Brian Hoyer is throwing the deep ball as well as any quarterback in the NFL

  • Coach Mike Pettine called a meeting Saturday night at the team hotel. Brian Hoyer slowly looked around the room and could just sense the Cleveland Browns were going to beat the Pittsburgh Steelers the following day. It's becoming easy for this team to rally around Pettine. They want to win for him.
  • "He just said, 'Look, it's Pittsburgh. It's our stadium. It's a division game. What more do I need to say,'" Hoyer said about the pep talk. "He talked about what needed to be done, and you could just tell there was a feeling of confidence. I think…I can't really put it into words, but you look around the room and everybody was ready to go."
  • tweeted this about Brian Hoyer -- he leads all quarterbacks with 531 yards coming on deep passes traveling 16 yards or further in the air. Second is Philip Rivers (475); third is Andrew Luck (449). Hoyer's arm strength has been on display in every game this season.
  • Hoyer's deep passes were on the money against Pittsburgh. He only needed eight completions for 217 yards. Yardage numbers against the Steelers went for the following: 51, 42, 31, 31, 24 and 17. And this is nothing new, either.
  • It's offensive coordinator Kyle Shanahan's system that's also helping. If you re-watch the Browns games on All-22, more often than not, Hoyer's deep bombs have been in one-on-one coverage. The potent running attack lures safeties and the way the Browns disguise their formations (they used three tight end sets on several deep passing plays against the Steelers) has really thrown off defenses.
  • "The way that we scheme things up, as long as you get through the progress and you have time to do that – which our offensive line has done a great job of allowing me to do – it's definitely a matchup-type of offense where you get stacks, bunches, things like that. It makes the defense…maybe they don't like to play a lot of man, but sometimes in those certain scenarios they have to. Then you can get guys open."
  • Hoyer was asked about what 'exorcising the Steelers demon' can possibly do for the team from a big-picture standpoint. In his response, he offered one sentence about the Steelers and nine about the Jacksonville Jaguars. As cliché as it is, it's that in-the-moment attitude which makes Hoyer's leadership style real and meaningful at the same time.
  • "When you can beat a division opponent 31-10 that says enough," Hoyer said in an answer to a question later in his press conference.
  • "I just think [it's] his consistency," coach Mike Pettine said about what pleases him the most about Hoyer. "He's not just wildly all over the place. At a position where you need somebody to be rock solid, he's rock solid, not just from a performance standpoint, from a demeanor, from a leadership standpoint. He's been solid and he's been consistent. Guys know what they're going to get from him."

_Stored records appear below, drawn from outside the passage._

//! Font style.

use strum_macros::{Display, EnumString, IntoStaticStr, VariantArray};

use super::ConstFamily;
use crate::consts::registry::ConstValue;

/// Font style passed to `textStyle`.
///
/// ## Examples
/// ```rust
/// use easel_core::consts::families::TextStyle;
///
/// assert_eq!(TextStyle::BoldItalic.as_str(), "bold italic");
/// ```
#[derive(Debug, Clone, Copy, PartialEq, Eq, Hash, Display, EnumString, IntoStaticStr, VariantArray)]
pub enum TextStyle {
    #[strum(to_string = "normal")]
    Normal,
    #[strum(to_string = "italic")]
    Italic,
    #[strum(to_string = "bold")]
    Bold,
    #[strum(to_string = "bold italic")]
    BoldItalic,
}

impl TextStyle {
    pub fn as_str(self) -> &'static str {
        self.into()
    }
}

impl ConstFamily for TextStyle {
    const FAMILY: &'static str = "text style";

    fn const_name(self) -> &'static str {
        match self {
            TextStyle::Normal => "NORMAL",
            TextStyle::Italic => "ITALIC",
            TextStyle::Bold => "BOLD",
            TextStyle::BoldItalic => "BOLDITALIC",
        }
    }

    fn value(self) -> ConstValue {
        ConstValue::Str(self.as_str())
    }
}
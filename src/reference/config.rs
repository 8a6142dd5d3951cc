//! Rendering configuration for the constant reference page.

use easel_core::Category;

/// Reference rendering configuration
#[derive(Debug, Clone, PartialEq, Eq)]
pub struct ReferenceConfig {
    /// Top-level page heading
    pub title: String,
    /// Whether category tables carry a description column
    pub include_descriptions: bool,
    /// Whether the page ends with the alias table
    pub include_aliases: bool,
    /// Categories to render, in the given order. `None` renders every non-empty category in table order.
    pub categories: Option<Vec<Category>>,
    /// Whether to emit the "generated file" admonition under the title
    pub generated_banner: bool,
}

impl Default for ReferenceConfig {
    fn default() -> Self {
        Self {
            title: "Easel constant reference".to_string(),
            include_descriptions: true,
            include_aliases: true,
            categories: None,
            generated_banner: true,
        }
    }
}

impl ReferenceConfig {
    /// Create a new config with default settings
    pub fn new() -> Self {
        Self::default()
    }

    /// Set the page heading
    pub fn with_title(mut self, title: impl Into<String>) -> Self {
        self.title = title.into();
        self
    }

    /// Toggle the description column
    pub fn with_descriptions(mut self, include: bool) -> Self {
        self.include_descriptions = include;
        self
    }

    /// Toggle the alias table
    pub fn with_aliases(mut self, include: bool) -> Self {
        self.include_aliases = include;
        self
    }

    /// Restrict rendering to the given categories
    pub fn with_categories(mut self, categories: impl IntoIterator<Item = Category>) -> Self {
        self.categories = Some(categories.into_iter().collect());
        self
    }

    /// Toggle the generated-file banner
    pub fn with_generated_banner(mut self, banner: bool) -> Self {
        self.generated_banner = banner;
        self
    }
}

#[cfg(test)]
mod tests {
    use super::*;

    #[test]
    fn test_default_config_renders_everything() {
        let config = ReferenceConfig::default();
        assert!(config.include_descriptions);
        assert!(config.include_aliases);
        assert!(config.generated_banner);
        assert_eq!(config.categories, None);
    }

    #[test]
    fn test_new_equals_default() {
        assert_eq!(ReferenceConfig::new(), ReferenceConfig::default());
    }

    #[test]
    fn test_builder_chain() {
        let config = ReferenceConfig::new()
            .with_title("Constants")
            .with_descriptions(false)
            .with_aliases(false)
            .with_categories([Category::Input, Category::Color])
            .with_generated_banner(false);

        assert_eq!(config.title, "Constants");
        assert!(!config.include_descriptions);
        assert!(!config.include_aliases);
        assert!(!config.generated_banner);
        assert_eq!(config.categories, Some(vec![Category::Input, Category::Color]));
    }

    #[test]
    fn test_empty_category_filter_is_preserved() {
        let config = ReferenceConfig::new().with_categories([]);
        assert_eq!(config.categories, Some(Vec::new()));
    }
}
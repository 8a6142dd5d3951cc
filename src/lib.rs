#![forbid(unsafe_code)]
//! Easel constant tooling
//!
//! Inspection tooling on top of [`easel_core`]'s symbolic-constant registry: a CLI for looking constants up,
//! listing them, re-running the table validation, and generating the Markdown constant reference.
//!
//! ## Panic Policy
//!
//! - **Production code**: Use `Result` or `Option` with `?` / `ok_or` / `map_err`. The `cli` module enforces
//!   `#![deny(clippy::unwrap_used)]`.
//!
//! - **Test code**: `.unwrap()` and `.expect()` are acceptable in tests.
//!
//! - **True invariants**: the only panic is [`easel_core::ConstantRegistry::global`] refusing to start with a
//!   corrupt constant table.

pub mod cli;
pub mod reference;
pub mod version;

pub use reference::{ReferenceConfig, ReferenceError, render_reference, write_reference};
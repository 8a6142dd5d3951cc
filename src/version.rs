//! Easel tooling version information.
//!
//! ## Notes
//!
//! - The value is taken from Cargo metadata (`CARGO_PKG_VERSION`) at compile time.
//! - Prefer this constant over repeating `env!("CARGO_PKG_VERSION")` (the CLI and the reference banner both use it).

/// The Easel version string (for example, `0.1.0`).
pub const EASEL_VERSION: &str = env!("CARGO_PKG_VERSION");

Mike Pettine's press conference highlights

  • After every win, Pettine puts up the same slide on the white board in front of his team regarding how to handle success. It was no different after beating the Steelers. The Browns were featured on the first page in Peter King's Monday Morning Quarterback, the gospel for most football fans. National radio programs were full of Cleveland football talk all day long, too. Pettine has made the team aware that winning brings attention and storylines from all angles. That's arguably the best thing about the first-year coach: he tackles potential issues head-on.
  • "We want to have to deal with being favored in games," said Pettine. "We want to have to deal with, 'Hey, this is a potential trap game for you.' That's part of being a good program is being able to handle all those different situations. We warned the guys. Just make sure that we know, that we all know that there's an overreaction to every win and that there's an overreaction to every loss. We prefer to be handling the overreaction to the wins."
  • The 31-10 score seems as if the Browns played a near flawless game, but the tape said otherwise. Pettine said the team is looking to correct a couple glaring issues he saw: another slow first quarter start, losing composure in certain situations and fumbling. Cleveland put the ball on the turf three times, and was lucky to only lose it once.
  • The defensive game plan against the Steelers worked. Part of that was scaling back on exotic blitzes and part of that is Pettine and the staff are getting to know how to use their players better. The Browns will consider this as a continued strategy, but Pettine also said it's a "week-by-week" thing in terms of how voluminous the playbook will be.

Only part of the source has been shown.